The Court was not persuaded by the Bank’s argument that by allowing the commingling of funds and requiring the payment of interest on the escrow funds, 9 C.F.R. § 376.12(k) created a debt, but not a trust.  Given the history of the regulations, these factors were not determinative to the Court and did not contradict the intent to create a trust. 

Having found that a trust was created, the Court then had to address the timing of the attachment.  The District Court had agreed with Plaintiffs that a trust was created, but found that the trust did not attach to Plaintiffs' percentage interest in Arctic's accounts receivable deposited in the cash collateral account; rather, the trust attached to funds in the depository/operating account at the time that Arctic paid owner-operators their compensation net the maintenance escrow deduction.  To the District Court, because nothing but commercially reasonable interest and fees were transferred to the Bank from the depository/operating account, Arctic did not breach its fiduciary duties to the Plaintiffs (which would have exposed the Bank to liability).  The Sixth Circuit, however, disagreed.  Again drawing on similar statutes, the Court agreed with the Plaintiffs that their trust interest in the maintenance escrows attached when the customers' payment for services (the accounts receivable) were deposited in the cash collateral account:

The district court's conclusion that the statutory trust attached to funds in the depository/operating account when the nine cents per mile was deducted from owner-operators' compensation, but did not attach to the funds in the cash collateral account, is illusory. Although the funds flowed to Arctic from its receivables, and Arctic had discretionary, “unencumbered” use of the funds in the depository/operating account, the funds themselves were not unencumbered. The accounts receivable deposited into the cash collateral account were taken by [the Bank] and applied directly to reduce Arctic's outstanding loan balance. Thus, whether the draw on the line of credit passed through an operating account before directly funding the checks is immaterial. Arctic compensated the owner-operators for an amount net of the maintenance escrow, and, instead of funding the escrows through its line of credit, it applied the trust funds to reduce its loan balance, without returning the unused escrow funds to plaintiffs as required under 49 C.F.R. § 376.12(k). 

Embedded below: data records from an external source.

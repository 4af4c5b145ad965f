// Copyright 2022-2023 CeresDB Project Authors. Licensed under Apache-2.0.

//! Error utils to carry a type erased cause across crate boundaries.

pub type GenericError = Box<dyn std::error::Error + Send + Sync>;
pub type GenericResult<T> = std::result::Result<T, GenericError>;

pub trait BoxError {
    type Item;

    fn box_err(self) -> Result<Self::Item, GenericError>;
}

impl<T, E: std::error::Error + Send + Sync + 'static> BoxError for Result<T, E> {
    type Item = T;

    #[inline(always)]
    fn box_err(self) -> Result<Self::Item, GenericError> {
        self.map_err(|e| Box::new(e) as _)
    }
}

Thus, under the Bank’s loan agreement, the Bank collected the money placed in the maintenance escrows with Arctic’s accounts receivable and used those funds to repay the money borrowed by Arctic.  Thus, Arctic breached its trust obligations to Plaintiffs by encumbering the escrow funds, and reducing the trust assets, through its lending relationship with the Bank.  Under common law trust principles then, the Bank was required to disgorge the trust property received absent a valid defense. 

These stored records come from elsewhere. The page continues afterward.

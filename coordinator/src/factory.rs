// Copyright 2022-2023 CeresDB Project Authors. Licensed under Apache-2.0.

//! Factory building procedures from requests and from persisted records.

use std::{collections::HashMap, sync::Arc};

use cluster::{metadata::ClusterMetadataRef, types::Snapshot};
use common_types::{
    shard::ShardId,
    table::PartitionInfo,
};
use common_util::{error::BoxError, id_allocator::IdAllocator};
use log::warn;
use snafu::ResultExt;
use tokio::sync::oneshot;

use crate::{
    eventdispatch::EventDispatchRef,
    procedure::{
        batch_transfer_leader::{BatchTransferLeaderParams, BatchTransferLeaderProcedure},
        create_partition_table::{
            CreatePartitionTableParams, CreatePartitionTableProcedure, SubTableShard,
        },
        create_table::{CreateTableParams, CreateTableProcedure, CreateTableResult},
        drop_partition_table::{DropPartitionTableParams, DropPartitionTableProcedure},
        drop_table::{DropTableParams, DropTableProcedure},
        manager::ProcedureManagerRef,
        split::{SplitParams, SplitProcedure},
        storage::{ProcedureMeta, ProcedureParams},
        transfer_leader::{TransferLeaderParams, TransferLeaderProcedure},
        ProcedureId, ProcedureRef, RelatedVersionInfo,
    },
    shard_picker::{LeastTableShardPicker, PersistShardPicker},
    AllocProcedureId, ClusterFailure, Result,
};
use meta_storage::meta::MetaStorageRef;

const PROCEDURE_ID_NAME: &str = "procedure_id";

#[derive(Debug, Clone)]
pub struct CreateTableRequest {
    pub schema_name: String,
    pub table_name: String,
    pub partition_info: Option<PartitionInfo>,
}

pub struct Factory {
    meta_storage: MetaStorageRef,
    metadata: ClusterMetadataRef,
    dispatch: EventDispatchRef,
    id_alloc: IdAllocator,
}

pub type FactoryRef = Arc<Factory>;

Finally, the Sixth Circuit rejected the Bank’s proffered defense that it was a bona fide purchaser for value and thus could take the assets free from the trust.  The Court found that the Bank did not take the assets “for value” because it did not purchase the accounts, but rather held them as collateral.  The Bank could not be a purchaser for value when it had never become the owner of the accounts. 

The Arctic decision ultimately means that banks must closely examine their relationships with motor carriers and be knowledgeable about the possibility that some of the assets collected may be subject to the statutory trust acknowledged by the Sixth Circuit.  These trust may require the segregation of funds, but most assuredly must be taken into account when determining loan availability.